Optimization of portable MinION sequencing technology for viral metagenome analysis

Next Generation Sequencing (NGS) technologies have shown accelerated growth in the recent years. One of the main applications NGS is metagenomics, which identifies emerging pathogens without established diagnosis. A promising and relatively low-cost technique is the portable MinION technology. One of the main problems of the MinION platform is the lack of optimized protocols (sample pre-preparation, viral concentration, extraction and amplification). Therefore, the objective of this work is to optimize viral metagenomics procedures applied to nanopore sequencing. We used two types of controls: for RNA viruses a blood unit of plasma obtained from HIV-positive blood donor with cycle threshold of Ct=25.8 and for DNA viruses: cultivated human cytomegalovirus (HCMV). These controls were used as a positive control to optimize the processes of viral concentration, extraction and preparation of metagenomic libraries.

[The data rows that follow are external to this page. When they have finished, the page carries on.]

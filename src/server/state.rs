use axum::extract::FromRef;

use super::ServerConfig;
use crate::directory_store::DirectoryStore;
use std::sync::Arc;

pub type GuardedDirectoryStore = Arc<dyn DirectoryStore>;

/// Everything a handler needs, constructed once at startup and cloned into
/// the router. There is no ambient singleton; the store travels through here.
#[derive(Clone)]
pub struct ServerState {
    pub config: ServerConfig,
    pub store: GuardedDirectoryStore,
}

impl FromRef<ServerState> for GuardedDirectoryStore {
    fn from_ref(input: &ServerState) -> Self {
        input.store.clone()
    }
}

impl FromRef<ServerState> for ServerConfig {
    fn from_ref(input: &ServerState) -> Self {
        input.config.clone()
    }
}
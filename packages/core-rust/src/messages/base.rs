//! The inbound/outbound message envelope.
//!
//! Every unit of work moving through a node carries a `Message`: a sequence
//! number chosen by the client, a route number selecting the handler, and a
//! payload. The payload is either raw bytes straight off the wire or a typed
//! value produced in-process, which lets locally originated messages skip the
//! codec entirely.

use bytes::Bytes;
use serde::{Deserialize, Serialize};

use crate::codec::CodecError;

// ---------------------------------------------------------------------------
// Payload
// ---------------------------------------------------------------------------

/// Body of a [`Message`].
///
/// Serialized untagged so that a `Bytes` payload is a plain `MsgPack` bin and
/// a `Value` payload is the value itself.
#[derive(Debug, Clone, PartialEq, Serialize, Deserialize)]
#[serde(untagged)]
pub enum Payload {
    /// Encoded (and possibly encrypted) bytes as received from the transport.
    Bytes(Bytes),
    /// Structured value that never went through the wire format.
    Value(rmpv::Value),
}

impl Payload {
    /// Builds a typed payload from any serializable value.
    ///
    /// # Errors
    ///
    /// Returns `CodecError::Encode` if `value` cannot be represented as a
    /// `MsgPack` value (e.g. a map with non-string keys that fails to serialize).
    pub fn from_serialize<T: Serialize + ?Sized>(value: &T) -> Result<Self, CodecError> {
        rmpv::ext::to_value(value)
            .map(Payload::Value)
            .map_err(|e| CodecError::Encode(e.to_string()))
    }

    /// Returns `true` for a zero-length byte payload. Typed values are never empty.
    #[must_use]
    pub fn is_empty(&self) -> bool {
        matches!(self, Payload::Bytes(b) if b.is_empty())
    }
}

impl Default for Payload {
    fn default() -> Self {
        Payload::Bytes(Bytes::new())
    }
}

impl From<Bytes> for Payload {
    fn from(bytes: Bytes) -> Self {
        Payload::Bytes(bytes)
    }
}

impl From<Vec<u8>> for Payload {
    fn from(bytes: Vec<u8>) -> Self {
        Payload::Bytes(Bytes::from(bytes))
    }
}

impl From<rmpv::Value> for Payload {
    fn from(value: rmpv::Value) -> Self {
        Payload::Value(value)
    }
}

// ---------------------------------------------------------------------------
// Message
// ---------------------------------------------------------------------------

/// Request/response envelope exchanged between gateways, nodes and actors.
#[derive(Debug, Clone, Default, PartialEq, Serialize, Deserialize)]
#[serde(rename_all = "camelCase")]
pub struct Message {
    /// Client-chosen sequence number, echoed back on responses.
    pub seq: i32,
    /// Route number selecting the handler.
    pub route: i32,
    /// Message body.
    pub data: Payload,
}

impl Message {
    #[must_use]
    pub fn new(seq: i32, route: i32, data: impl Into<Payload>) -> Self {
        Self {
            seq,
            route,
            data: data.into(),
        }
    }
}
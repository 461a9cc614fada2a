//! `Hearth` Node: pooled per-message request contexts with claim tickets,
//! cancelable cleanup chains, task hand-off and reply routing.

pub mod cluster;
pub mod config;
pub mod context;
pub mod fault;
pub mod node;

#[cfg(test)]
mod testing;

pub use config::NodeConfig;
pub use context::{
    ClaimTicket, CleanupChain, ContextError, ContextPool, Request, Source, TaskSubmitter,
    TokioSubmitter,
};
pub use fault::{Fault, FaultKind, FaultSink, TracingFaultSink};
pub use node::{Node, NodeBuilder, NodeError};

#[cfg(test)]
mod tests {
    #[test]
    fn crate_loads() {
        // Empty body: if this test runs, the crate compiles and loads.
    }
}
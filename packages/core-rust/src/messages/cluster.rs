//! Argument structs for cluster proxy calls.
//!
//! The proxy is the collaborator that talks to gateways and other nodes. These
//! structs are the typed arguments a request context hands it; how the proxy
//! puts them on the wire is its own business. All structs use
//! `#[serde(rename_all = "camelCase")]` so they encode the same way as every
//! other cluster payload.

use serde::{Deserialize, Serialize};

use super::base::Message;

// ---------------------------------------------------------------------------
// Enums
// ---------------------------------------------------------------------------

/// How a gateway-side target is addressed.
#[derive(Debug, Clone, Copy, PartialEq, Eq, Hash, Serialize, Deserialize)]
#[serde(rename_all = "camelCase")]
pub enum SessionKind {
    /// Target is a gateway connection id.
    Conn,
    /// Target is a bound user id.
    User,
}

// ---------------------------------------------------------------------------
// Proxy arguments
// ---------------------------------------------------------------------------

/// Push a message to a session held by a gateway.
#[derive(Debug, Clone, PartialEq, Serialize, Deserialize)]
#[serde(rename_all = "camelCase")]
pub struct PushArgs {
    /// Gateway that owns the session.
    pub gid: String,
    pub kind: SessionKind,
    /// Connection id or user id, depending on `kind`.
    pub target: i64,
    pub message: Message,
}

/// Deliver a message to a node for handling.
#[derive(Debug, Clone, PartialEq, Serialize, Deserialize)]
#[serde(rename_all = "camelCase")]
pub struct DeliverArgs {
    /// Destination node. Empty lets the proxy resolve it from `uid`'s binding.
    pub nid: String,
    /// User the message is delivered on behalf of; 0 when unbound.
    pub uid: i64,
    pub message: Message,
}

/// Close a session held by a gateway.
#[derive(Debug, Clone, PartialEq, Eq, Serialize, Deserialize)]
#[serde(rename_all = "camelCase")]
pub struct DisconnectArgs {
    pub gid: String,
    pub kind: SessionKind,
    pub target: i64,
    /// Close immediately instead of flushing pending writes.
    pub force: bool,
}

/// Look up the remote address of a gateway session.
#[derive(Debug, Clone, PartialEq, Eq, Serialize, Deserialize)]
#[serde(rename_all = "camelCase")]
pub struct GetIpArgs {
    pub gid: String,
    pub kind: SessionKind,
    pub target: i64,
}
//! Cancelable cleanup chain.
//!
//! Handlers register zero-argument callbacks that run when the unit of work
//! they belong to finishes, the way a scoped `defer` would, except that the
//! whole chain can be canceled before it fires. Head registrations form a
//! stack (last registered runs first); tail registrations form a queue that
//! runs, in registration order, after every head entry.
//!
//! State machine: `Empty -> Armed -> Firing -> Fired`, with `Canceled`
//! reachable from every non-terminal state. `Fired` and `Canceled` are
//! terminal; firing or canceling again is a no-op.

use std::collections::VecDeque;
use std::fmt;
use std::panic::{catch_unwind, AssertUnwindSafe};

use parking_lot::Mutex;

use crate::fault::panic_message;

pub(crate) type Callback = Box<dyn FnOnce() + Send + 'static>;

/// Lifecycle of a [`CleanupChain`].
#[derive(Debug, Clone, Copy, PartialEq, Eq)]
pub enum ChainState {
    /// Nothing registered yet.
    Empty,
    /// At least one callback is waiting.
    Armed,
    /// `fire()` is running callbacks.
    Firing,
    /// Every callback ran (or the chain was fired while empty).
    Fired,
    /// Pending callbacks were discarded.
    Canceled,
}

impl ChainState {
    #[must_use]
    pub fn is_terminal(self) -> bool {
        matches!(self, ChainState::Fired | ChainState::Canceled)
    }
}

/// Result of a single [`CleanupChain::fire`] call.
#[derive(Debug, Default, Clone, PartialEq, Eq)]
pub struct FireReport {
    /// Callbacks that were invoked, including ones that panicked.
    pub invoked: usize,
    /// Panic messages of callbacks that panicked. Siblings still ran.
    pub panics: Vec<String>,
}

struct Inner {
    state: ChainState,
    head: Vec<Callback>,
    tail: VecDeque<Callback>,
}

impl Inner {
    fn pending(&self) -> usize {
        self.head.len() + self.tail.len()
    }
}

/// Ordered, cancelable list of cleanup callbacks.
///
/// The lock is never held while a callback runs, so a callback may register
/// more callbacks (they join the current pass) or cancel the chain (the
/// remaining callbacks are skipped).
pub struct CleanupChain {
    inner: Mutex<Inner>,
}

impl CleanupChain {
    #[must_use]
    pub fn new() -> Self {
        Self {
            inner: Mutex::new(Inner {
                state: ChainState::Empty,
                head: Vec::new(),
                tail: VecDeque::new(),
            }),
        }
    }

    /// Registers a callback that runs before everything registered earlier.
    ///
    /// Returns `false` if the chain is already terminal and the callback was
    /// dropped without running.
    pub fn add_head<F>(&self, f: F) -> bool
    where
        F: FnOnce() + Send + 'static,
    {
        self.register(Box::new(f), true).is_ok()
    }

    /// Registers a callback that runs after all head entries and after every
    /// tail entry registered earlier.
    ///
    /// Returns `false` if the chain is already terminal.
    pub fn add_tail<F>(&self, f: F) -> bool
    where
        F: FnOnce() + Send + 'static,
    {
        self.register(Box::new(f), false).is_ok()
    }

    /// Hands `f` back if the chain is terminal.
    pub(crate) fn register(&self, f: Callback, head: bool) -> Result<(), Callback> {
        let mut inner = self.inner.lock();
        match inner.state {
            ChainState::Fired | ChainState::Canceled => return Err(f),
            ChainState::Empty => inner.state = ChainState::Armed,
            ChainState::Armed | ChainState::Firing => {}
        }
        if head {
            inner.head.push(f);
        } else {
            inner.tail.push_back(f);
        }
        Ok(())
    }

    /// Runs every pending callback once: head entries newest-first, then tail
    /// entries oldest-first.
    ///
    /// A panicking callback is caught and recorded; the rest still run.
    /// Firing a chain that already fired or was canceled does nothing.
    pub fn fire(&self) -> FireReport {
        let mut report = FireReport::default();
        {
            let mut inner = self.inner.lock();
            match inner.state {
                ChainState::Empty | ChainState::Armed => inner.state = ChainState::Firing,
                ChainState::Firing | ChainState::Fired | ChainState::Canceled => return report,
            }
        }

        loop {
            let next = {
                let mut inner = self.inner.lock();
                if inner.state != ChainState::Firing {
                    break;
                }
                match inner.head.pop() {
                    Some(f) => Some(f),
                    None => inner.tail.pop_front(),
                }
            };
            let Some(f) = next else {
                break;
            };

            report.invoked += 1;
            if let Err(payload) = catch_unwind(AssertUnwindSafe(f)) {
                let message = panic_message(payload.as_ref());
                tracing::warn!(panic = %message, "cleanup callback panicked");
                report.panics.push(message);
            }
        }

        let mut inner = self.inner.lock();
        if inner.state == ChainState::Firing {
            inner.state = ChainState::Fired;
        }
        report
    }

    /// Discards every callback that has not run yet.
    ///
    /// Returns how many callbacks were discarded. Safe to call before, during,
    /// or after firing; after the chain is terminal it returns 0.
    pub fn cancel(&self) -> usize {
        let (head, tail) = {
            let mut inner = self.inner.lock();
            if inner.state.is_terminal() {
                return 0;
            }
            inner.state = ChainState::Canceled;
            (
                std::mem::take(&mut inner.head),
                std::mem::take(&mut inner.tail),
            )
        };
        // Dropped outside the lock: captured values may have their own drop logic.
        head.len() + tail.len()
    }

    #[must_use]
    pub fn state(&self) -> ChainState {
        self.inner.lock().state
    }

    /// Number of callbacks still waiting to run.
    #[must_use]
    pub fn len(&self) -> usize {
        self.inner.lock().pending()
    }

    #[must_use]
    pub fn is_empty(&self) -> bool {
        self.len() == 0
    }
}

impl Default for CleanupChain {
    fn default() -> Self {
        Self::new()
    }
}

impl fmt::Debug for CleanupChain {
    fn fmt(&self, f: &mut fmt::Formatter<'_>) -> fmt::Result {
        let inner = self.inner.lock();
        f.debug_struct("CleanupChain")
            .field("state", &inner.state)
            .field("pending", &inner.pending())
            .finish()
    }
}
use async_trait::async_trait;

/// Identity handed to a [`Processor`] when its actor is created.
#[derive(Debug, Clone, PartialEq, Eq)]
pub struct ProcessorContext {
    /// Actor kind, e.g. `"room"`.
    pub kind: String,
    /// Actor id, unique within its kind.
    pub id: String,
}

impl ProcessorContext {
    /// Opaque process id in the form `kind/id`.
    #[must_use]
    pub fn pid(&self) -> String {
        format!("{}/{}", self.kind, self.id)
    }
}

/// Behavior hosted by an actor.
/// The scheduler drives the lifecycle: `init` once, `start` once, then messages,
/// then `destroy` when the actor is killed.
#[async_trait]
pub trait Processor: Send + 'static {
    /// One-time initialization before the actor is visible to lookups.
    async fn init(&mut self) -> anyhow::Result<()> {
        Ok(())
    }

    /// Called after registration, before the first message.
    async fn start(&mut self) -> anyhow::Result<()> {
        Ok(())
    }

    /// Release resources. Called once when the actor is killed.
    async fn destroy(&mut self) {}
}
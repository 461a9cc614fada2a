//! Where a request came from.

use std::fmt;

/// Origin of a request, which is also the channel a reply goes back through.
///
/// A context has exactly one source. There is no in-place role switch; derive
/// a detached copy with `Request::clone_detached` instead.
#[derive(Debug, Clone, Default, PartialEq, Eq, Hash)]
pub enum Source {
    /// Forwarded by a gateway on behalf of client connection `cid`.
    Gateway { gid: String, cid: i64 },
    /// Delivered by another node (or this one) in the cluster.
    Node { nid: String },
    /// Sent by a local actor, identified by its opaque process id.
    Actor { pid: String },
    /// Originated locally; there is nobody to reply to.
    #[default]
    Local,
}

impl Source {
    #[must_use]
    pub fn gateway(gid: impl Into<String>, cid: i64) -> Self {
        Source::Gateway {
            gid: gid.into(),
            cid,
        }
    }

    #[must_use]
    pub fn node(nid: impl Into<String>) -> Self {
        Source::Node { nid: nid.into() }
    }

    #[must_use]
    pub fn actor(pid: impl Into<String>) -> Self {
        Source::Actor { pid: pid.into() }
    }

    #[must_use]
    pub fn gid(&self) -> Option<&str> {
        match self {
            Source::Gateway { gid, .. } => Some(gid),
            _ => None,
        }
    }

    #[must_use]
    pub fn cid(&self) -> Option<i64> {
        match self {
            Source::Gateway { cid, .. } => Some(*cid),
            _ => None,
        }
    }

    #[must_use]
    pub fn nid(&self) -> Option<&str> {
        match self {
            Source::Node { nid } => Some(nid),
            _ => None,
        }
    }

    #[must_use]
    pub fn pid(&self) -> Option<&str> {
        match self {
            Source::Actor { pid } => Some(pid),
            _ => None,
        }
    }

    #[must_use]
    pub fn is_gateway(&self) -> bool {
        matches!(self, Source::Gateway { .. })
    }
}

impl fmt::Display for Source {
    fn fmt(&self, f: &mut fmt::Formatter<'_>) -> fmt::Result {
        match self {
            Source::Gateway { gid, cid } => write!(f, "gateway:{gid}/{cid}"),
            Source::Node { nid } => write!(f, "node:{nid}"),
            Source::Actor { pid } => write!(f, "actor:{pid}"),
            Source::Local => f.write_str("local"),
        }
    }
}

Initially, after enzymatic host nucleic acids degradation, viral concentration was performed by ultracentrifugation, which was subsequently confirmed with transmission electron microscopy. In addition, viruses were also concentrated by chemical method using linear polyacrylamide (LPA). Concentrated samples were extracted by two different strategies that were compared: QIAamp UltraSens Virus (QIAGEN) and High Pure Viral Nucleic Acid Large Volume (Roche Life Science). Subsequently, we compared different DNA fragmentation methods: mechanical fragmentation (Covaris), chemical fragmentation (endonucleases), amplification by the SMART-9N primer system and isothermal amplification without ligation. All samples were sequenced using flow cell 9.4.1 on the MinION device. The transmission electron microscopy showed the presence of HIV particles (expected size 80-100 nm) and abundance of phages, revealing its adequacy for viral concentration. The bioinformatic analysis revealed that the samples concentrated by LPA, extracted by the QIAamp UltraSens Virus kit and amplified by the SMART-9N method, showed higher viral abundance and a high number of HIV and HCMV reads. Therefore, we propose that nanopore sequencing metagenomics might be performed including the aforementioned steps and we conclude that the optimization of all sample pre-processing procedures is crucial for better sequencing results using MinION technology, allowing its application in the area of viral metagenomics and in the discovery of emerging or reemerging viral pathogens. (AU)